Prevention Strategies
If you are not currently in a situation of coercive control, there are steps you can take to avoid it. Hafeez offers us four ways we can avoid becoming victims of coercive control.

Educate and Observe
Having a solid basis of what a healthy relationship looks like is vital to being able to recognize an unhealthy one. Becoming more aware of our own actions and how they affect others is a way to become more aware of the others’ actions.

Educating ourselves about domestic abuse and what the warning signs of it are is very helpful. Look up any terms you aren’t familiar with, and educate yourself about the early warning signs of abuse, not just what full blown domestic violence looks like. This way, you can be on your toes as soon as you experience a red flag.

It’s also important early on in relationships to pay attention to how the person you are interested in engages with others. “Observe how potential partners treat others, including their friends, family, and colleagues,” suggests Hafeez.
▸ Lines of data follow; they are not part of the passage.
//! Default configuration values for the service schedule.

/// Nominal service start times as fractional hours of day.
pub const DEFAULT_SERVICE_TIMES: [f64; 3] = [10.0, 12.0, 16.0];

/// How long before a nominal service time its window opens, in hours.
pub const DEFAULT_PRESERVICE_DURATION: f64 = 10.0 / 60.0;

/// How long after a nominal service time its window stays open, in hours.
pub const DEFAULT_SERVICE_DURATION: f64 = 1.8;

/// Configuration file name searched for under the user config directory.
pub const CONFIG_FILE: &str = "servitag.toml";

/// Subdirectory of the user config directory holding [`CONFIG_FILE`].
pub const CONFIG_DIR: &str = "servitag";
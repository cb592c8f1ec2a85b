//! Low-level USB access through nusb

use crate::device::{PRODUCT_ID, VENDOR_ID};
use crate::error::{Error, Result};
use crate::transport::Transport;
use log::{debug, trace};
use nusb::transfer::{Buffer, Bulk, In, Out, TransferError};
use nusb::{Endpoint, Interface, MaybeFuture};
use std::collections::HashMap;
use std::time::Duration;

/// Round up to the next multiple of max packet size for IN transfers
/// nusb 0.2 requires requested_len to be a multiple of max_packet_size
fn round_up_to_max_packet(len: usize, max_packet_size: usize) -> usize {
    len.max(1).div_ceil(max_packet_size) * max_packet_size
}

/// A claimed interface and the endpoints opened on it so far
struct Claim {
    number: u8,
    interface: Interface,
    out_eps: HashMap<u8, Endpoint<Bulk, Out>>,
    in_eps: HashMap<u8, Endpoint<Bulk, In>>,
}

/// [`Transport`] over a device opened with nusb
pub struct NusbTransport {
    device: nusb::Device,
    claims: Vec<Claim>,
}

impl NusbTransport {
    /// Open the first attached device matching `vendor_id`/`product_id`
    pub fn open(vendor_id: u16, product_id: u16) -> Result<Self> {
        for info in nusb::list_devices().wait()? {
            if info.vendor_id() == vendor_id && info.product_id() == product_id {
                debug!(
                    "Opening {:04x}:{:04x} at bus {:03} address {:03}",
                    vendor_id,
                    product_id,
                    info.busnum(),
                    info.device_address()
                );
                let device = info.open().wait()?;
                return Ok(Self::from_device(device));
            }
        }
        Err(Error::DeviceNotFound)
    }

    /// Open the MP4x device at a given USB bus and address
    pub fn open_at(bus: u8, address: u8) -> Result<Self> {
        for info in nusb::list_devices().wait()? {
            if info.busnum() == bus && info.device_address() == address {
                if info.vendor_id() != VENDOR_ID || info.product_id() != PRODUCT_ID {
                    return Err(Error::InvalidArgument(format!(
                        "USB device on bus {:03}:{:02} is not an MP4x",
                        bus, address
                    )));
                }
                let device = info.open().wait()?;
                return Ok(Self::from_device(device));
            }
        }
        Err(Error::DeviceNotFound)
    }

    pub fn from_device(device: nusb::Device) -> Self {
        Self {
            device,
            claims: Vec::new(),
        }
    }

    fn out_endpoint(&mut self, address: u8) -> Result<&mut Endpoint<Bulk, Out>> {
        let idx = match self
            .claims
            .iter()
            .position(|c| c.out_eps.contains_key(&address))
        {
            Some(idx) => idx,
            None => {
                let mut found = None;
                for (idx, claim) in self.claims.iter_mut().enumerate() {
                    if let Ok(ep) = claim.interface.endpoint::<Bulk, Out>(address) {
                        claim.out_eps.insert(address, ep);
                        found = Some(idx);
                        break;
                    }
                }
                found.ok_or(Error::EndpointUnavailable(address))?
            }
        };
        self.claims[idx]
            .out_eps
            .get_mut(&address)
            .ok_or(Error::EndpointUnavailable(address))
    }

    fn in_endpoint(&mut self, address: u8) -> Result<&mut Endpoint<Bulk, In>> {
        let idx = match self
            .claims
            .iter()
            .position(|c| c.in_eps.contains_key(&address))
        {
            Some(idx) => idx,
            None => {
                let mut found = None;
                for (idx, claim) in self.claims.iter_mut().enumerate() {
                    if let Ok(ep) = claim.interface.endpoint::<Bulk, In>(address) {
                        claim.in_eps.insert(address, ep);
                        found = Some(idx);
                        break;
                    }
                }
                found.ok_or(Error::EndpointUnavailable(address))?
            }
        };
        self.claims[idx]
            .in_eps
            .get_mut(&address)
            .ok_or(Error::EndpointUnavailable(address))
    }
}

/// Blocking transfers report an expired timeout as a cancellation
fn transfer_status(
    status: std::result::Result<(), TransferError>,
    endpoint: u8,
    timeout: Duration,
) -> Result<()> {
    match status {
        Ok(()) => Ok(()),
        Err(TransferError::Cancelled) => Err(Error::Timeout {
            endpoint,
            timeout_ms: timeout.as_millis() as u64,
        }),
        Err(e) => Err(Error::UsbTransfer(e)),
    }
}

impl Transport for NusbTransport {
    fn claim_interface(&mut self, number: u8) -> Result<()> {
        if self.claims.iter().any(|c| c.number == number) {
            return Ok(());
        }
        let interface = self.device.claim_interface(number).wait()?;
        self.claims.push(Claim {
            number,
            interface,
            out_eps: HashMap::new(),
            in_eps: HashMap::new(),
        });
        debug!("Claimed interface {}", number);
        Ok(())
    }

    fn release_interface(&mut self, number: u8) -> Result<()> {
        let idx = self
            .claims
            .iter()
            .position(|c| c.number == number)
            .ok_or(Error::InterfaceNotClaimed(number))?;
        // Dropping the interface and its endpoints releases the claim
        self.claims.remove(idx);
        debug!("Released interface {}", number);
        Ok(())
    }

    fn write(&mut self, endpoint: u8, data: &[u8], timeout: Duration) -> Result<usize> {
        let ep = self.out_endpoint(endpoint)?;
        let buf = Buffer::from(data.to_vec());
        let completion = ep.transfer_blocking(buf, timeout);
        transfer_status(completion.status, endpoint, timeout)?;
        trace!(
            "OUT 0x{:02x}: {} of {} bytes",
            endpoint,
            completion.actual_len,
            data.len()
        );
        Ok(completion.actual_len)
    }

    fn read(&mut self, endpoint: u8, buf: &mut [u8], timeout: Duration) -> Result<usize> {
        let ep = self.in_endpoint(endpoint)?;
        let max_packet_size = ep.max_packet_size();
        let requested_len = round_up_to_max_packet(buf.len(), max_packet_size);
        let mut transfer = Buffer::new(requested_len);
        transfer.set_requested_len(requested_len);
        let completion = ep.transfer_blocking(transfer, timeout);
        transfer_status(completion.status, endpoint, timeout)?;
        let actual = completion.actual_len;
        let stored = std::cmp::min(actual, buf.len());
        buf[..stored].copy_from_slice(&completion.buffer[..stored]);
        trace!("IN 0x{:02x}: {} bytes", endpoint, actual);
        Ok(actual)
    }
}
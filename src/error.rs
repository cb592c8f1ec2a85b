//! Error types for mpic

use thiserror::Error;

/// Result type for mpic operations
pub type Result<T> = std::result::Result<T, Error>;

/// Errors that can occur while talking to an MP4x device
#[derive(Error, Debug)]
pub enum Error {
    #[error("USB error: {0}")]
    Usb(#[from] nusb::Error),

    #[error("USB transfer error: {0}")]
    UsbTransfer(#[from] nusb::transfer::TransferError),

    #[error("USB transfer on endpoint 0x{endpoint:02x} timed out after {timeout_ms}ms")]
    Timeout { endpoint: u8, timeout_ms: u64 },

    #[error("Device not found")]
    DeviceNotFound,

    #[error("Interface {0} is not claimed")]
    InterfaceNotClaimed(u8),

    #[error("Endpoint 0x{0:02x} is not available on any claimed interface")]
    EndpointUnavailable(u8),

    #[error("Can not send USB command: sent {actual} of {expected} bytes")]
    ShortWrite { expected: usize, actual: usize },

    #[error("Bad INSYNC on EP1: {0}")]
    OutOfSync(InsyncFault),

    #[error("Bad response: expected {expected} bytes, got {actual}")]
    BadResponse { expected: usize, actual: usize },

    #[error("Command payload of {len} bytes exceeds limit of {max}")]
    PayloadTooLarge { len: usize, max: usize },

    #[error("Buffer overflow: {requested} bytes requested, capacity is {capacity}")]
    BufferOverflow { requested: usize, capacity: usize },

    #[error("Invalid argument: {0}")]
    InvalidArgument(String),
}

/// Why the INSYNC handshake was rejected
#[derive(Error, Debug)]
pub enum InsyncFault {
    #[error("{0}")]
    Transport(Box<Error>),

    #[error("expected 1 byte, got {0}")]
    Count(usize),

    #[error("expected 0xff, got 0x{0:02x}")]
    Value(u8),
}

impl Error {
    /// True for faults reported by the USB layer itself.
    ///
    /// These are the conditions a caller may reasonably retry. Protocol
    /// violations (short write, bad INSYNC, unexpected response size) are not.
    pub fn is_transport(&self) -> bool {
        matches!(
            self,
            Error::Usb(_)
                | Error::UsbTransfer(_)
                | Error::Timeout { .. }
                | Error::DeviceNotFound
                | Error::InterfaceNotClaimed(_)
                | Error::EndpointUnavailable(_)
        )
    }
}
Coercive control can escalate and intensify over time and it is important to be able to observe and identify early warning signs including intensity and high involvement, need for constant contact, jealousy without reason, frequent arguments about trust and betrayal, insistence on being right all the time, pressure for early commitment and possessiveness, and isolating behaviors including mentioning people they don’t like and suggesting you stop being friends with them.

Set and Respect Boundaries
Both having and respecting boundaries is key to healthy relationships. Know what your own boundaries are, and set them firmly. Hafeez recommends that you “establish clear boundaries in your relationships and communicate them openly.” Be firm in your maintenance of them, as some people will attempt to push you to behave outside of your boundaries, and will push further if you give in.

It is equally important to listen closely to your partner’s boundaries, and to respect them fully. If you have a problem with someone else’s boundary, ask them questions and explain your feelings, rather than disregard or ignore their wishes.

Just Chill
When we like someone, it can be seriously tempting to rush into a relationship with them. Unfortunately, this is rarely the right move, and it can lead us to not notice major problems ahead of time.

Hafeez recommends you take time to slowly get to know a person first. This enables you to witness how they treat others, how slow or quick they are to anger, and to learn more about their past relationships.

If anything arises that makes you want to back off, disentangling yourself will be much easier if you are not already heavily involved and invested in the other person and deeply entrenched in their life.

Keep in Mind
Coercive control can present subtly, but it’s a serious matter. If you or someone you know is in a relationship in which a partner is gaslighting, exerting control over finances, preventing engagement with friends and loved ones, and/or making threats, action should be taken. Fortunately, resources are available. If you are unsure whether or not you or a loved one are in a situation of coercive control, talking to a therapist may be helpful as an initial first step.